Zet got the idea for the project after studying abroad and observing different cultures. “It triggered a curiosity in how people are in their own, natural environment,” she says. From the original video of photos and words, Spaces will soon feature artworks and videos as well. “I want to keep going and hopefully cover as many countries as possible,” Zet adds. “Ideally, I want to exhibit the project physically in a gallery somewhere.”

Lagarista, http://lagarista.com/

Who: Mikh Vergara (EiC), Noel Vergara (executive director), and Zig Marasigan (executive producer)

The goal: To become that centralized hub for Filipino Film information. Indie or mainstream, professionals and fans — a place where the community can all stomp around in and interact.

What to look out for: “Trip to Quiapo,” weekly reviews of the less-current films of Philippine Cinema.

Before you even ask—no, this isn’t like Rotten Tomatoes. Lagarista is all film and all-Filipino, with a Vulture touch. Its key elements—news, trailers, reviews, shorts and festivals, all take full advantage of the scroll function. What separates Lagarista is how they unify things together, enough for a cineaste to be satisfied and for an occasional moviegoer to keep looking around. This is the SM Department Store of film sites/blogs—it’s local, it’s accessible and they’ve got it all for you. They’re a pretty friendly bunch as well. “Add us up on Facebook,” Mikh Vergara says. “We’re decent and chatty folk, and we could use the likes.”

Lagarista refers to the boys on bicycles who deliver cans of film reels from one theater to another, which also happens to be a film starring Piolo Pascual (pre-Papa P, pre-everything stage).
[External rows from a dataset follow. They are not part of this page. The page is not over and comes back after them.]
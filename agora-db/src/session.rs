//! Redis-backed session records.
//!
//! Each user has one hash, `sessions:{user_id}`, mapping session ids to their expiry
//! as unix seconds.

use crate::store::{Result, SessionStore};
use agora_common::model::{Id, auth::SessionId, user::UserMarker};
use async_trait::async_trait;
use redis::{AsyncCommands, Client, aio::ConnectionManager};
use std::collections::HashMap;
use time::OffsetDateTime;

#[derive(Clone)]
pub struct RedisSessionStore {
    connection: ConnectionManager,
}

impl RedisSessionStore {
    #[must_use]
    pub fn new(connection: ConnectionManager) -> Self {
        Self { connection }
    }

    pub async fn connect(redis_url: &str) -> Result<Self> {
        let client = Client::open(redis_url)?;
        let connection = client.get_connection_manager().await?;

        Ok(Self::new(connection))
    }
}

fn sessions_key(user_id: Id<UserMarker>) -> String {
    format!("sessions:{user_id}")
}

#[async_trait]
impl SessionStore for RedisSessionStore {
    async fn store_session(
        &self,
        user_id: Id<UserMarker>,
        session_id: &SessionId,
        expires_at: OffsetDateTime,
    ) -> Result<()> {
        let mut connection = self.connection.clone();
        let _: () = connection
            .hset(
                sessions_key(user_id),
                session_id.get(),
                expires_at.unix_timestamp(),
            )
            .await?;

        Ok(())
    }

    async fn fetch_session_expiry(
        &self,
        user_id: Id<UserMarker>,
        session_id: &SessionId,
    ) -> Result<Option<OffsetDateTime>> {
        let mut connection = self.connection.clone();
        let expiry: Option<i64> = connection
            .hget(sessions_key(user_id), session_id.get())
            .await?;

        let expiry = expiry
            .map(OffsetDateTime::from_unix_timestamp)
            .transpose()?;
        Ok(expiry)
    }

    async fn fetch_user_sessions(
        &self,
        user_id: Id<UserMarker>,
    ) -> Result<Vec<(SessionId, OffsetDateTime)>> {
        let mut connection = self.connection.clone();
        let sessions: HashMap<String, i64> = connection.hgetall(sessions_key(user_id)).await?;

        let mut user_sessions = Vec::with_capacity(sessions.len());
        for (session_id, expiry) in sessions {
            user_sessions.push((
                SessionId::new(session_id),
                OffsetDateTime::from_unix_timestamp(expiry)?,
            ));
        }

        Ok(user_sessions)
    }

    async fn delete_session(&self, user_id: Id<UserMarker>, session_id: &SessionId) -> Result<()> {
        let mut connection = self.connection.clone();
        let _: () = connection
            .hdel(sessions_key(user_id), session_id.get())
            .await?;

        Ok(())
    }
}

#[cfg(test)]
mod tests {
    use crate::session::sessions_key;
    use agora_common::model::Id;
    use uuid::Uuid;

    #[test]
    fn key_per_user() {
        let user_id = Id::new(Uuid::nil());
        assert_eq!(
            sessions_key(user_id),
            "sessions:00000000-0000-0000-0000-000000000000"
        );
    }
}
use clap::Parser;
use fixtures::{
    provider::{router, ProviderBehavior, StubProvider},
    run_server, FixtureArgs,
};
use tracing::info;

/// OpenID Provider fixture server
#[derive(Parser, Debug)]
#[clap(name = "op-fixture")]
struct Cli {
    #[clap(flatten)]
    common: FixtureArgs,

    /// Client id the provider accepts
    #[arg(long, default_value = "oidc-relay")]
    client_id: String,

    /// Require this client secret at the token endpoint
    #[arg(long)]
    client_secret: Option<String>,

    /// Answer the discovery endpoint with 404
    #[arg(long)]
    no_discovery: bool,

    /// Answer the userinfo endpoint with 500
    #[arg(long)]
    fail_userinfo: bool,
}

#[tokio::main]
async fn main() -> anyhow::Result<()> {
    let args = Cli::parse();

    let behavior = ProviderBehavior {
        discovery: !args.no_discovery,
        client_id: args.client_id,
        client_secret: args.client_secret,
        userinfo_status: args.fail_userinfo.then_some(500),
        ..Default::default()
    };

    let provider = StubProvider::new(args.common.public_url(), behavior);
    info!("OP fixture advertising itself as {}", provider.base_url());

    run_server(args.common, router(provider)).await
}
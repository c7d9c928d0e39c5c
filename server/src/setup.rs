use color_eyre::eyre::WrapErr;
use tracing_subscriber::{layer::SubscriberExt as _, util::SubscriberInitExt as _, EnvFilter};
use tracing_tree::HierarchicalLayer;

const DEFAULT_LOG_FILTER: &str = "info,oidc_relay=debug,tower_http=debug";

/// Installs the global subscriber. `RUST_LOG` overrides the default filter.
pub fn setup_tracing() -> color_eyre::Result<()> {
    let filter = EnvFilter::try_from_default_env()
        .or_else(|_| EnvFilter::try_new(DEFAULT_LOG_FILTER))
        .wrap_err("Failed to build log filter")?;

    let tree = HierarchicalLayer::new(2)
        .with_targets(true)
        .with_bracketed_fields(true);

    tracing_subscriber::registry()
        .with(filter)
        .with(tree)
        .try_init()
        .wrap_err("Failed to install tracing subscriber")?;

    Ok(())
}

/// Sentry is only enabled when `SENTRY_DSN` is set
pub fn setup_sentry() -> Option<sentry::ClientInitGuard> {
    let dsn = std::env::var("SENTRY_DSN").ok().filter(|dsn| !dsn.is_empty())?;

    Some(sentry::init((
        dsn,
        sentry::ClientOptions {
            release: sentry::release_name!(),
            traces_sample_rate: 1.0,
            ..Default::default()
        },
    )))
}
In one of its reviews, Richard Bolisay said, “Lagarista does not aspire for greatness…but it was able to achieve a feat so little but heartfelt, capturing a phase in Philippine cinema when filmmakers cared less about stars but the stories they earnestly wanted to tell.”

Tao Po, http://taopo.org/

Who: Changeneers Digital Corporation

The goal: To collect and respond to stories of dissatisfaction, satisfaction and citizen initiatives regarding government services.

What to look out for: Tao Photo, wherein you can submit pictures of daily circumstances to be uploaded on the site.

Tao Po’s only got one memo for everyone: to remember that efficient government service is our right. “It was a result of several kwentuhan sessions amongst friends about how inefficient some government agencies are, “ says Vangge Giorgetti. That group of friends being media and news veterans hoping to create an advocacy. Essentially, Tao Po is a government agency reports portal—a site where you can read and watch news that happens inside the different government offices.

“The website is not meant to be a news and current affairs website, it’s more micro and LGU yung dating niya—grassroots journalism,” Tata Yap, contributor and designer, adds. Tao Po makes user-generated content a collaborative experience, empowering one dissatisfied citizen at a time.